Il faut ajouter, et ce n’est pas le moins important, la magnifique interprétation de Judith Chemla dans le rôle de Jeanne. Je vous ai déjà parlé de cette artiste totale, musicienne, chanteuse lyrique, comédienne, dans Traviata, ce théâtre-opéra dans lequel elle tenait le rôle titre (voir le commentaire). Sa stature frêle mais d’où jaillit une grande force, son regard noir et doux, la délicate beauté de ses traits, son jeu tout en nuances, donnent au film une dimension particulière.

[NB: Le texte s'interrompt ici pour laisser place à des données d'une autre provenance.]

//! Scripted AI strategies for headless battles.
//!
//! Each scenario side names a [`StrategyKind`]; [`ScriptedAi`] turns it into
//! a [`BattleAi`] that commands the side through the ordinary order API.

use std::collections::BTreeMap;
use std::fmt;
use std::str::FromStr;

use battle_core::prelude::*;
use std::result::Result;
use battle_core::units::MovementClass;
use serde::{Deserialize, Serialize};
use tracing::debug;

/// Ticks between order sweeps.
const SWEEP_INTERVAL: u64 = 20;
/// Focus-fire retargets faster so kills are followed up.
const FOCUS_INTERVAL: u64 = 10;

/// Named battle strategies.
#[derive(Debug, Clone, Copy, PartialEq, Eq, Hash, Default, Serialize, Deserialize)]
pub enum StrategyKind {
    /// Issue no orders; units guard where they were deployed.
    #[default]
    Idle,
    /// Guard in place; kamikazes detonate on adjacent enemies.
    Hold,
    /// Attack-move every idle unit to the map center.
    Charge,
    /// Charge, but retreat once half the combat units are lost.
    Cautious,
    /// Gang up on the weakest enemy unit.
    FocusFire,
    /// Demolish the nearest colony building, then charge.
    Siege,
}

impl StrategyKind {
    /// Every strategy, in declaration order.
    pub const ALL: [Self; 6] = [
        Self::Idle,
        Self::Hold,
        Self::Charge,
        Self::Cautious,
        Self::FocusFire,
        Self::Siege,
    ];

    /// Lowercase name used on the command line.
    #[must_use]
    pub const fn name(self) -> &'static str {
        match self {
            Self::Idle => "idle",
            Self::Hold => "hold",
            Self::Charge => "charge",
            Self::Cautious => "cautious",
            Self::FocusFire => "focus_fire",
            Self::Siege => "siege",
        }
    }
}

impl fmt::Display for StrategyKind {
    fn fmt(&self, f: &mut fmt::Formatter<'_>) -> fmt::Result {
        f.write_str(self.name())
    }
}

impl FromStr for StrategyKind {
    type Err = String;

    fn from_str(s: &str) -> Result<Self, Self::Err> {
        let wanted = s.to_ascii_lowercase().replace('-', "_");
        Self::ALL
            .into_iter()
            .find(|kind| kind.name() == wanted)
            .ok_or_else(|| format!("unknown strategy '{s}'"))
    }
}

/// A [`BattleAi`] following one [`StrategyKind`].
#[derive(Debug, Clone)]
pub struct ScriptedAi {
    kind: StrategyKind,
    starting_strength: usize,
    orders_issued: u64,
}

impl ScriptedAi {
    /// Create an AI for a strategy.
    #[must_use]
    pub const fn new(kind: StrategyKind) -> Self {
        Self {
            kind,
            starting_strength: 0,
            orders_issued: 0,
        }
    }

    /// The strategy being followed.
    #[must_use]
    pub const fn kind(&self) -> StrategyKind {
        self.kind
    }

    /// Orders issued so far.
    #[must_use]
    pub const fn orders_issued(&self) -> u64 {
        self.orders_issued
    }

    fn sweep(&mut self, side: Side, battle: &mut Battle) {
        match self.kind {
            StrategyKind::Idle => {}
            StrategyKind::Hold => self.detonate_adjacent(side, battle),
            StrategyKind::Charge => self.charge(side, battle),
            StrategyKind::Cautious => {
                if side == Side::Attacker && combat_strength(side, battle) * 2 < self.starting_strength {
                    debug!(?side, "Cautious strategy retreats");
                    battle.set_retreat(true);
                } else {
                    self.charge(side, battle);
                }
            }
            StrategyKind::FocusFire => self.focus_fire(side, battle),
            StrategyKind::Siege => {
                if side == Side::Attacker {
                    self.siege(side, battle);
                } else {
                    self.detonate_adjacent(side, battle);
                }
            }
        }
    }

    fn sweep_due(&self, battle: &Battle) -> bool {
        let interval = match self.kind {
            StrategyKind::FocusFire => FOCUS_INTERVAL,
            StrategyKind::Hold => 1,
            _ => SWEEP_INTERVAL,
        };
        battle.tick_count() % interval == 0
    }

    /// Attack-move idle units toward the map center.
    fn charge(&mut self, side: Side, battle: &mut Battle) {
        let target = battle.planet().surface.center();
        let idle: Vec<UnitId> = battle
            .units_of(side)
            .into_iter()
            .filter(|u| u.order.is_none() && u.cell().chebyshev(target) > 1)
            .map(|u| u.id)
            .collect();
        for id in idle {
            battle.attack_move(id, target);
            self.orders_issued += 1;
        }
    }

    /// Every armed unit chases the enemy with the fewest hit points.
    fn focus_fire(&mut self, side: Side, battle: &mut Battle) {
        let weakest = battle
            .units_of(side.opponent())
            .into_iter()
            .filter(|u| battle.table().get(u.kind).is_combatant())
            .min_by_key(|u| (u.hp, u.id))
            .map(|u| u.id);
        let Some(target) = weakest else {
            self.charge(side, battle);
            return;
        };

        let hunters: Vec<UnitId> = battle
            .units_of(side)
            .into_iter()
            .filter(|u| {
                let spec = battle.table().get(u.kind);
                spec.can_attack() && u.order != Some(Order::AttackUnit(target))
            })
            .map(|u| u.id)
            .collect();
        for id in hunters {
            battle.attack_unit(id, target);
            self.orders_issued += 1;
        }
    }

    /// Armed units demolish the nearest building; support units follow to
    /// the center.
    fn siege(&mut self, side: Side, battle: &mut Battle) {
        if battle.planet().buildings.is_empty() {
            self.charge(side, battle);
            return;
        }

        let mut plan = BTreeMap::new();
        for unit in battle.units_of(side) {
            if unit.order.is_some() {
                continue;
            }
            let spec = battle.table().get(unit.kind);
            let order = if spec.can_attack() {
                battle
                    .planet()
                    .buildings
                    .iter()
                    .filter(|b| !b.is_destroyed())
                    .min_by_key(|b| (b.distance_to(unit.position), b.id))
                    .map(|b| Order::AttackBuilding(b.id))
            } else if spec.movement == MovementClass::Support {
                Some(Order::MoveTo(battle.planet().surface.center()))
            } else {
                None
            };
            if let Some(order) = order {
                plan.insert(unit.id, order);
            }
        }

        for (id, order) in plan {
            match order {
                Order::AttackBuilding(building) => battle.attack_building(id, building),
                Order::MoveTo(cell) => battle.move_unit(id, cell),
                Order::AttackUnit(target) => battle.attack_unit(id, target),
                Order::AttackMove(cell) => battle.attack_move(id, cell),
            }
            self.orders_issued += 1;
        }
    }

    /// Kamikazes blow up when an enemy stands next to them.
    fn detonate_adjacent(&mut self, side: Side, battle: &mut Battle) {
        let enemies: Vec<Cell> = battle.units_of(side.opponent()).iter().map(|u| u.cell()).collect();
        let bombers: Vec<UnitId> = battle
            .units_of(side)
            .into_iter()
            .filter(|u| u.kind == UnitKind::Kamikaze && !u.is_paralyzed())
            .filter(|u| enemies.iter().any(|&e| e.chebyshev(u.cell()) <= 1))
            .map(|u| u.id)
            .collect();
        for id in bombers {
            battle.special(id);
            self.orders_issued += 1;
        }
    }
}

/// Living units of a side that count toward victory.
fn combat_strength(side: Side, battle: &Battle) -> usize {
    battle
        .units_of(side)
        .iter()
        .filter(|u| battle.table().get(u.kind).is_combatant())
        .count()
}

impl BattleAi for ScriptedAi {
    fn battle_init(&mut self, side: Side, battle: &mut Battle) {
        self.starting_strength = combat_strength(side, battle);
        debug!(?side, strategy = %self.kind, strength = self.starting_strength, "Strategy engaged");
        self.sweep(side, battle);
    }

    fn battle_tick(&mut self, side: Side, battle: &mut Battle) {
        if self.sweep_due(battle) {
            self.sweep(side, battle);
        }
    }

    fn battle_done(&mut self, side: Side, _battle: &Battle) {
        debug!(?side, strategy = %self.kind, orders = self.orders_issued, "Strategy finished");
    }
}

#[cfg(test)]
mod tests {
    use super::*;
    use battle_test_utils::fixtures::{open_planet, place, sandbox};

    #[test]
    fn test_strategy_names_round_trip() {
        for kind in StrategyKind::ALL {
            assert_eq!(kind.name().parse::<StrategyKind>(), Ok(kind));
        }
        assert_eq!("Focus-Fire".parse::<StrategyKind>(), Ok(StrategyKind::FocusFire));
        assert!("turtle".parse::<StrategyKind>().is_err());
    }

    #[test]
    fn test_charge_orders_idle_units() {
        let mut battle = sandbox(open_planet(16, 16), &[UnitKind::Tank, UnitKind::Tank], &[UnitKind::Tank], 1);
        let a = place(&mut battle, Side::Attacker, Cell::new(1, 1));
        let b = place(&mut battle, Side::Attacker, Cell::new(1, 3));
        place(&mut battle, Side::Defender, Cell::new(14, 14));
        battle.start().unwrap();

        let mut ai = ScriptedAi::new(StrategyKind::Charge);
        ai.battle_init(Side::Attacker, &mut battle);

        let center = Cell::new(8, 8);
        assert_eq!(battle.unit(a).unwrap().order, Some(Order::AttackMove(center)));
        assert_eq!(battle.unit(b).unwrap().order, Some(Order::AttackMove(center)));
        assert_eq!(ai.orders_issued(), 2);
    }

    #[test]
    fn test_focus_fire_picks_weakest() {
        let mut battle = sandbox(
            open_planet(16, 16),
            &[UnitKind::Tank, UnitKind::Minelayer],
            &[UnitKind::Tank, UnitKind::Tank],
            1,
        );
        let hunter = place(&mut battle, Side::Attacker, Cell::new(1, 1));
        let layer = place(&mut battle, Side::Attacker, Cell::new(1, 3));
        place(&mut battle, Side::Defender, Cell::new(14, 14));
        let weak = place(&mut battle, Side::Defender, Cell::new(14, 10));
        battle.start().unwrap();
        battle.damage_area(Vec2Fixed::from_ints(14, 10), 50, Fixed::from_num(1), None);

        let mut ai = ScriptedAi::new(StrategyKind::FocusFire);
        ai.battle_init(Side::Attacker, &mut battle);

        assert_eq!(battle.unit(hunter).unwrap().order, Some(Order::AttackUnit(weak)));
        assert_eq!(battle.unit(layer).unwrap().order, None);
    }

    #[test]
    fn test_siege_targets_nearest_building() {
        let mut planet = open_planet(20, 20);
        planet.buildings.push(battle_test_utils::fixtures::tower(2, Cell::new(15, 15), 1));
        planet.buildings.push(battle_test_utils::fixtures::hub(1, Cell::new(4, 4)));
        let mut battle = sandbox(planet, &[UnitKind::Tank, UnitKind::RocketJammer], &[UnitKind::Tank], 1);
        let tank = place(&mut battle, Side::Attacker, Cell::new(0, 0));
        let jammer = place(&mut battle, Side::Attacker, Cell::new(0, 2));
        place(&mut battle, Side::Defender, Cell::new(19, 0));
        battle.start().unwrap();

        let mut ai = ScriptedAi::new(StrategyKind::Siege);
        ai.battle_init(Side::Attacker, &mut battle);

        assert_eq!(battle.unit(tank).unwrap().order, Some(Order::AttackBuilding(BuildingId(1))));
        assert_eq!(battle.unit(jammer).unwrap().order, Some(Order::MoveTo(Cell::new(10, 10))));
    }

    #[test]
    fn test_hold_detonates_next_to_enemy() {
        let mut battle = sandbox(open_planet(12, 12), &[UnitKind::Tank], &[UnitKind::Kamikaze], 1);
        place(&mut battle, Side::Attacker, Cell::new(5, 5));
        let bomber = place(&mut battle, Side::Defender, Cell::new(6, 6));
        battle.start().unwrap();

        let mut ai = ScriptedAi::new(StrategyKind::Hold);
        ai.battle_init(Side::Defender, &mut battle);

        assert!(!battle.unit(bomber).unwrap().is_alive());
    }

    #[test]
    fn test_cautious_retreats_after_losses() {
        let mut battle = sandbox(
            open_planet(16, 16),
            &[UnitKind::Tank, UnitKind::Tank, UnitKind::Tank],
            &[UnitKind::Tank],
            1,
        );
        place(&mut battle, Side::Attacker, Cell::new(1, 1));
        place(&mut battle, Side::Attacker, Cell::new(1, 4));
        place(&mut battle, Side::Attacker, Cell::new(1, 7));
        place(&mut battle, Side::Defender, Cell::new(14, 14));
        battle.start().unwrap();

        let mut ai = ScriptedAi::new(StrategyKind::Cautious);
        ai.battle_init(Side::Attacker, &mut battle);
        assert!(!battle.is_retreating());

        battle.damage_area(Vec2Fixed::from_ints(1, 1), 1000, Fixed::from_num(1), None);
        battle.damage_area(Vec2Fixed::from_ints(1, 4), 1000, Fixed::from_num(1), None);
        ai.battle_tick(Side::Attacker, &mut battle);
        assert!(battle.is_retreating());
    }
}
impl Motion {
    /// Standing still on `cell`.
    #[must_use]
    pub fn at(cell: Cell) -> Self {
        Self {
            cell,
            next: None,
            path: VecDeque::new(),
            blocked_ticks: 0,
            unreachable: None,
            held: false,
        }
    }

    /// Occupied cell.
    #[must_use]
    pub const fn cell(&self) -> Cell {
        self.cell
    }

    /// Cell reserved by the step in progress.
    #[must_use]
    pub const fn next(&self) -> Option<Cell> {
        self.next
    }

    /// Remaining planned cells.
    #[must_use]
    pub const fn path(&self) -> &VecDeque<Cell> {
        &self.path
    }

    /// Last destination found to be unreachable from here.
    #[must_use]
    pub const fn unreachable(&self) -> Option<Cell> {
        self.unreachable
    }

    /// Consecutive ticks the next step was refused.
    #[must_use]
    pub const fn blocked_ticks(&self) -> u32 {
        self.blocked_ticks
    }

    /// Standing still with nothing planned.
    #[must_use]
    pub fn is_idle(&self) -> bool {
        self.next.is_none() && self.path.is_empty()
    }
}

/// Turn `heading` toward the direction from `from` to `towards` by at most
/// `rotation_speed` degrees. Returns `true` once aligned.
pub fn turn_toward(heading: &mut Fixed, from: Vec2Fixed, towards: Vec2Fixed, rotation_speed: Fixed) -> bool {
    let delta = towards - from;
    if delta == Vec2Fixed::ZERO {
        return true;
    }
    let desired = heading_of(delta);
    let turn = shortest_turn(*heading, desired);
    if turn.abs() <= rotation_speed {
        *heading = desired;
        return true;
    }
    let step = if turn > Fixed::ZERO {
        rotation_speed
    } else {
        -rotation_speed
    };
    *heading = normalize_angle(*heading + step);
    false
}

// ============================================================================
// Planner
// ============================================================================

/// Per-type movement parameters for one step.
#[derive(Debug, Clone, Copy)]
struct Stepping {
    speed: Fixed,
    rotation_speed: Fixed,
    repath_after_blocked: u32,
    may_get_closer: bool,
}

#[derive(Debug, Clone, Default)]
struct FieldEntry {
    requesters: BTreeSet<UnitId>,
    field: Option<CostField>,
    stale: bool,
}

/// Shared cost-field cache, goal bookkeeping and cell claims.
#[derive(Debug, Clone)]
pub struct PathPlanner {
    fields: BTreeMap<Cell, FieldEntry>,
    goals: BTreeMap<UnitId, Cell>,
    pending: BTreeSet<UnitId>,
    claims: HashMap<Cell, UnitId>,
    grid_version: u64,
    field_computations: u64,
}
//! Fixed-point math utilities for deterministic simulation.
//!
//! All battle math uses fixed-point arithmetic so that two runs with the
//! same inputs produce bit-identical results on every platform. Positions
//! are expressed in cell units: the center of cell `(x, y)` is the point
//! `(x, y)`.

use fixed::types::I32F32;
use serde::{Deserialize, Serialize};

use crate::grid::Cell;

/// Fixed-point number type for all simulation math.
///
/// Uses 32 bits for integer part and 32 bits for fractional part.
pub type Fixed = I32F32;

/// A full turn in degrees.
pub const FULL_TURN: Fixed = Fixed::const_from_int(360);

/// Half a turn in degrees.
pub const HALF_TURN: Fixed = Fixed::const_from_int(180);

/// Fixed-point 2D vector.
#[derive(Debug, Clone, Copy, PartialEq, Eq, Hash, Default, Serialize, Deserialize)]
pub struct Vec2Fixed {
    /// X coordinate.
    #[serde(with = "fixed_serde")]
    pub x: Fixed,
    /// Y coordinate.
    #[serde(with = "fixed_serde")]
    pub y: Fixed,
}

/// Serde support for fixed-point numbers.
///
/// Serializes fixed-point numbers as their raw bit representation (i64)
/// to preserve exact precision across serialization boundaries.
pub mod fixed_serde {
    use super::Fixed;
    use serde::{Deserialize, Deserializer, Serialize, Serializer};

    /// Serialize a fixed-point number as its raw bit representation.
    pub fn serialize<S>(value: &Fixed, serializer: S) -> Result<S::Ok, S::Error>
    where
        S: Serializer,
    {
        value.to_bits().serialize(serializer)
    }

    /// Deserialize a fixed-point number from its raw bit representation.
    pub fn deserialize<'de, D>(deserializer: D) -> Result<Fixed, D::Error>
    where
        D: Deserializer<'de>,
    {
        let bits = i64::deserialize(deserializer)?;
        Ok(Fixed::from_bits(bits))
    }
}

/// Serde support for fixed-point numbers written as human-friendly decimals.
///
/// Used by RON tuning files where `2.5` reads better than raw bits. The
/// conversion happens once at load time, never inside the simulation.
pub mod fixed_decimal {
    use super::Fixed;
    use serde::{Deserialize, Deserializer, Serialize, Serializer};

    /// Serialize a fixed-point number as a decimal.
    pub fn serialize<S>(value: &Fixed, serializer: S) -> Result<S::Ok, S::Error>
    where
        S: Serializer,
    {
        value.to_num::<f64>().serialize(serializer)
    }

    /// Deserialize a fixed-point number from a decimal.
    pub fn deserialize<'de, D>(deserializer: D) -> Result<Fixed, D::Error>
    where
        D: Deserializer<'de>,
    {
        let value = f64::deserialize(deserializer)?;
        Fixed::checked_from_num(value)
            .ok_or_else(|| serde::de::Error::custom(format!("{value} out of fixed-point range")))
    }
}

impl Vec2Fixed {
    /// Create a new fixed-point vector.
    #[must_use]
    pub const fn new(x: Fixed, y: Fixed) -> Self {
        Self { x, y }
    }

    /// Zero vector.
    pub const ZERO: Self = Self {
        x: Fixed::ZERO,
        y: Fixed::ZERO,
    };

    /// Create a vector from integer coordinates.
    #[must_use]
    pub fn from_ints(x: i32, y: i32) -> Self {
        Self::new(Fixed::from_num(x), Fixed::from_num(y))
    }

    /// The position of a cell's center.
    #[must_use]
    pub fn from_cell(cell: Cell) -> Self {
        Self::from_ints(cell.x, cell.y)
    }

    /// The cell containing this position (nearest cell center).
    #[must_use]
    pub fn to_cell(self) -> Cell {
        let half = Fixed::ONE / 2;
        Cell::new(
            (self.x + half).floor().to_num::<i32>(),
            (self.y + half).floor().to_num::<i32>(),
        )
    }

    /// Calculate squared distance (avoids sqrt for comparisons).
    #[must_use]
    pub fn distance_squared(self, other: Self) -> Fixed {
        let dx = self.x - other.x;
        let dy = self.y - other.y;
        dx.saturating_mul(dx).saturating_add(dy.saturating_mul(dy))
    }

    /// Euclidean distance.
    #[must_use]
    pub fn distance(self, other: Self) -> Fixed {
        fixed_sqrt(self.distance_squared(other))
    }

    /// Dot product of two vectors.
    #[must_use]
    pub fn dot(self, other: Self) -> Fixed {
        self.x * other.x + self.y * other.y
    }

    /// Vector length.
    #[must_use]
    pub fn length(self) -> Fixed {
        fixed_sqrt(self.dot(self))
    }

    /// Scale by a scalar.
    #[must_use]
    pub fn scale(self, factor: Fixed) -> Self {
        Self::new(self.x * factor, self.y * factor)
    }

    /// Normalize vector using fixed-point math.
    #[must_use]
    pub fn normalize(self) -> Self {
        let len = self.length();
        if len == Fixed::ZERO {
            return Self::ZERO;
        }
        Self::new(self.x / len, self.y / len)
    }

    /// Move toward `target` by at most `step`, landing exactly on the target
    /// when it is within reach.
    #[must_use]
    pub fn step_toward(self, target: Self, step: Fixed) -> Self {
        let diff = target - self;
        let len = diff.length();
        if len <= step || len == Fixed::ZERO {
            return target;
        }
        self + diff.scale(step / len)
    }
}

/// Exact square root of a non-negative fixed-point number (floored to the
/// last fractional bit).
#[must_use]
pub fn fixed_sqrt(value: Fixed) -> Fixed {
    if value <= Fixed::ZERO {
        return Fixed::ZERO;
    }
    // sqrt(bits / 2^32) * 2^32 == isqrt(bits << 32)
    let scaled = (value.to_bits() as u128) << 32;
    Fixed::from_bits(isqrt_u128(scaled) as i64)
}

fn isqrt_u128(n: u128) -> u128 {
    if n < 2 {
        return n;
    }
    let mut x = 1u128 << ((128 - n.leading_zeros()).div_ceil(2));
    loop {
        let y = (x + n / x) / 2;
        if y >= x {
            return x;
        }
        x = y;
    }
}

/// Arc tangent of `z` in `[0, 1]`, in degrees.
fn atan_unit_degrees(z: Fixed) -> Fixed {
    // atan(z) ~ 45z - z(z - 1)(14.02 + 3.80z), max error below 0.1 degree
    let c0 = Fixed::from_num(1402) / 100;
    let c1 = Fixed::from_num(380) / 100;
    Fixed::from_num(45) * z - z * (z - Fixed::ONE) * (c0 + c1 * z)
}

/// Heading of a direction vector in degrees, `[0, 360)`.
///
/// 0 degrees points along +x; angles grow toward +y. A zero vector has
/// heading 0.
#[must_use]
pub fn heading_of(delta: Vec2Fixed) -> Fixed {
    let ax = delta.x.abs();
    let ay = delta.y.abs();
    if ax == Fixed::ZERO && ay == Fixed::ZERO {
        return Fixed::ZERO;
    }

    let mut angle = if ax >= ay {
        atan_unit_degrees(ay / ax)
    } else {
        Fixed::from_num(90) - atan_unit_degrees(ax / ay)
    };

    if delta.x < Fixed::ZERO {
        angle = HALF_TURN - angle;
    }
    if delta.y < Fixed::ZERO {
        angle = FULL_TURN - angle;
    }
    normalize_angle(angle)
}

/// Wrap an angle into `[0, 360)`.
#[must_use]
pub fn normalize_angle(angle: Fixed) -> Fixed {
    let mut a = angle % FULL_TURN;
    if a < Fixed::ZERO {
        a += FULL_TURN;
    }
    a
}

/// Signed shortest rotation from `from` to `to`, in `(-180, 180]`.
#[must_use]
pub fn shortest_turn(from: Fixed, to: Fixed) -> Fixed {
    let mut diff = normalize_angle(to - from);
    if diff > HALF_TURN {
        diff -= FULL_TURN;
    }
    diff
}

impl std::ops::Add for Vec2Fixed {
    type Output = Self;

    fn add(self, rhs: Self) -> Self::Output {
        Self {
            x: self.x + rhs.x,
            y: self.y + rhs.y,
        }
    }
}

impl std::ops::Sub for Vec2Fixed {
    type Output = Self;

    fn sub(self, rhs: Self) -> Self::Output {
        Self {
            x: self.x - rhs.x,
            y: self.y - rhs.y,
        }
    }
}

#[cfg(test)]
mod tests {
    use super::*;

    fn v(x: i32, y: i32) -> Vec2Fixed {
        Vec2Fixed::from_ints(x, y)
    }

    #[test]
    fn test_vec2_distance_squared() {
        let dist_sq = v(3, 0).distance_squared(v(0, 4));
        // 3² + 4² = 25
        assert_eq!(dist_sq, Fixed::from_num(25));
    }

    #[test]
    fn test_sqrt_is_exact_for_squares() {
        assert_eq!(fixed_sqrt(Fixed::from_num(1)), Fixed::ONE);
        assert_eq!(fixed_sqrt(Fixed::from_num(25)), Fixed::from_num(5));
        assert_eq!(fixed_sqrt(Fixed::from_num(10_000)), Fixed::from_num(100));
        assert_eq!(v(10, 10).distance(v(11, 10)), Fixed::ONE);
    }

    #[test]
    fn test_sqrt_of_two_is_close() {
        let root = fixed_sqrt(Fixed::from_num(2));
        let err = (root * root - Fixed::from_num(2)).abs();
        assert!(err < Fixed::ONE / 100_000, "error too large: {err:?}");
    }

    #[test]
    fn test_cell_round_trip() {
        let cell = Cell::new(7, 3);
        assert_eq!(Vec2Fixed::from_cell(cell).to_cell(), cell);

        let near = Vec2Fixed::new(Fixed::from_num(7) + Fixed::ONE / 4, Fixed::from_num(3));
        assert_eq!(near.to_cell(), cell);
    }

    #[test]
    fn test_headings_on_axes() {
        assert_eq!(heading_of(v(1, 0)), Fixed::ZERO);
        assert_eq!(heading_of(v(0, 1)), Fixed::from_num(90));
        assert_eq!(heading_of(v(-1, 0)), Fixed::from_num(180));
        assert_eq!(heading_of(v(0, -1)), Fixed::from_num(270));
    }

    #[test]
    fn test_heading_diagonal_is_close() {
        let h = heading_of(v(1, 1));
        assert!((h - Fixed::from_num(45)).abs() < Fixed::ONE / 10);
        let h = heading_of(v(-2, -2));
        assert!((h - Fixed::from_num(225)).abs() < Fixed::ONE / 10);
    }

    #[test]
    fn test_shortest_turn_wraps() {
        assert_eq!(
            shortest_turn(Fixed::from_num(350), Fixed::from_num(10)),
            Fixed::from_num(20)
        );
        assert_eq!(
            shortest_turn(Fixed::from_num(10), Fixed::from_num(350)),
            Fixed::from_num(-20)
        );
    }

    #[test]
    fn test_step_toward_lands_on_target() {
        let start = v(0, 0);
        let target = v(3, 4);
        let mid = start.step_toward(target, Fixed::from_num(2));
        assert!((mid.distance(start) - Fixed::from_num(2)).abs() < Fixed::ONE / 1000);
        assert_eq!(mid.step_toward(target, Fixed::from_num(10)), target);
    }

    #[test]
    fn test_fixed_determinism() {
        let a = Fixed::from_num(1) / Fixed::from_num(3);
        let b = Fixed::from_num(1) / Fixed::from_num(3);
        assert_eq!(a * Fixed::from_num(7), b * Fixed::from_num(7));
    }
}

Elle exprime autant la fraicheur de la jeunesse naïve et insouciante que le désespoir de la femme mure désabusée sans recours excessif au maquillage. Ce film lui doit beaucoup. Une artiste à suivre.
Pour une fois je partage l’admiration de Marie-Jeanne : ce film m’a paru comme u des plus beaux de cette année. J’ajouterais, dans le même sens que son texte, que la multiplication des hors- champs traduit admirablement le fait que la vie est ailleurs.